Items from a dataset
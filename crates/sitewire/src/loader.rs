// File: src/loader.rs
// Purpose: Walks a site tree and registers every declared route on an axum Router

use crate::config::SiteConfig;
use crate::declaration::{RouteDeclaration, RouteKey, DECLARATION_FILE};
use crate::handler::{HandlerFuture, HandlerRegistry, RouteHandler};
use crate::request_context::{QueryParams, RequestContext};
use crate::view::{fallback_view, TemplateEngine};
use anyhow::{Context, Result};
use axum::extract::Query;
use axum::http::{HeaderMap, Method, Uri};
use axum::routing::on;
use axum::Router;
use std::collections::HashMap;
use std::fs;
use std::path::{Path, PathBuf};
use std::sync::Arc;

/// Convention-based route loader
///
/// Walks `root` for [`DECLARATION_FILE`] files and registers every declared
/// entry on the supplied router. Handler names resolve against the registry
/// first, then fall back to a sibling Tera template.
pub struct SiteLoader {
    root: PathBuf,
    config: SiteConfig,
    registry: HandlerRegistry,
}

impl SiteLoader {
    pub fn new(root: impl Into<PathBuf>) -> Self {
        let root = root.into();
        let config = SiteConfig::new(&root);
        Self {
            root,
            config,
            registry: HandlerRegistry::new(),
        }
    }

    /// Replace the handler registry declaration values resolve against
    pub fn with_registry(mut self, registry: HandlerRegistry) -> Self {
        self.registry = registry;
        self
    }

    /// Override the env-derived template cache flag
    pub fn with_template_cache(mut self, cache_templates: bool) -> Self {
        self.config = self.config.with_template_cache(cache_templates);
        self
    }

    pub fn config(&self) -> &SiteConfig {
        &self.config
    }

    /// Register every declared route under the loader's root
    ///
    /// Runs to completion before the application serves. A directory read
    /// failure, malformed declaration, invalid route key, or unresolvable
    /// handler name aborts the whole load.
    pub fn mount(&self, router: Router) -> Result<Router> {
        let config = Arc::new(self.config.clone());
        let engine = Arc::new(TemplateEngine::new(config.cache_templates));
        self.step(router, &self.root, &config, &engine)
    }

    /// Recursive stepping over one directory level
    fn step(
        &self,
        mut router: Router,
        dir: &Path,
        config: &Arc<SiteConfig>,
        engine: &Arc<TemplateEngine>,
    ) -> Result<Router> {
        let entries = fs::read_dir(dir)
            .with_context(|| format!("failed to read directory {}", dir.display()))?;

        for entry in entries {
            let entry =
                entry.with_context(|| format!("failed to read directory {}", dir.display()))?;
            let path = entry.path();

            // stat, not lstat: directories behind symlinks are recursed into
            let stat = fs::metadata(&path)
                .with_context(|| format!("failed to stat {}", path.display()))?;

            if stat.is_dir() {
                router = self.step(router, &path, config, engine)?;
            } else if entry.file_name() == DECLARATION_FILE {
                let declaration = RouteDeclaration::load(&path)?;
                router = self.register_directory(router, dir, &declaration, config, engine)?;
            }
        }

        Ok(router)
    }

    /// Register all entries declared by one directory
    fn register_directory(
        &self,
        mut router: Router,
        dir: &Path,
        declaration: &RouteDeclaration,
        config: &Arc<SiteConfig>,
        engine: &Arc<TemplateEngine>,
    ) -> Result<Router> {
        let prefix = self.route_prefix(dir);
        let lookup_prefix = if prefix.is_empty() { "/" } else { prefix.as_str() };

        tracing::debug!("routes: {}", lookup_prefix);

        for (key, target) in declaration.entries() {
            let route = RouteKey::parse(key)
                .with_context(|| format!("invalid route key {key:?} in {}", dir.display()))?;
            let path = route.route_path(&prefix);

            tracing::debug!("{} {} -> .{}", route.method, path, target);

            let handler = match self.registry.get(lookup_prefix, target) {
                Some(handler) => handler,
                None => fallback_view(dir, target, config.clone(), engine.clone())?,
            };

            router = router.route(&path, on(route.filter, into_axum_handler(handler)));
        }

        Ok(router)
    }

    /// Route prefix of `dir` relative to the loader root (empty for the root itself)
    fn route_prefix(&self, dir: &Path) -> String {
        let rel = dir.strip_prefix(&self.root).unwrap_or(dir);
        let rel = rel.to_string_lossy().replace('\\', "/");

        if rel.is_empty() {
            String::new()
        } else {
            format!("/{rel}")
        }
    }
}

/// Adapt a [`RouteHandler`] to axum's extractor-based handler shape
fn into_axum_handler(
    handler: RouteHandler,
) -> impl Fn(Method, Uri, Query<HashMap<String, String>>, HeaderMap) -> HandlerFuture
       + Clone
       + Send
       + Sync
       + 'static {
    move |method: Method,
          uri: Uri,
          Query(query): Query<HashMap<String, String>>,
          headers: HeaderMap|
          -> HandlerFuture {
        let handler = handler.clone();
        let ctx = RequestContext::new(
            method,
            uri.path().to_string(),
            QueryParams::new(query),
            headers,
        );
        Box::pin(async move { handler(ctx).await })
    }
}

#[cfg(test)]
mod tests {
    use super::*;

    #[test]
    fn test_route_prefix_strips_root() {
        let loader = SiteLoader::new("/srv/site");

        assert_eq!(loader.route_prefix(Path::new("/srv/site")), "");
        assert_eq!(loader.route_prefix(Path::new("/srv/site/blog")), "/blog");
        assert_eq!(
            loader.route_prefix(Path::new("/srv/site/blog/2024")),
            "/blog/2024"
        );
    }
}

Assignment = Take each line above that contains "entry" and copy it out.

Answer to the problem =
/// entry on the supplied router. Handler names resolve against the registry
        for entry in entries {
            let entry =
                entry.with_context(|| format!("failed to read directory {}", dir.display()))?;
            let path = entry.path();
            } else if entry.file_name() == DECLARATION_FILE {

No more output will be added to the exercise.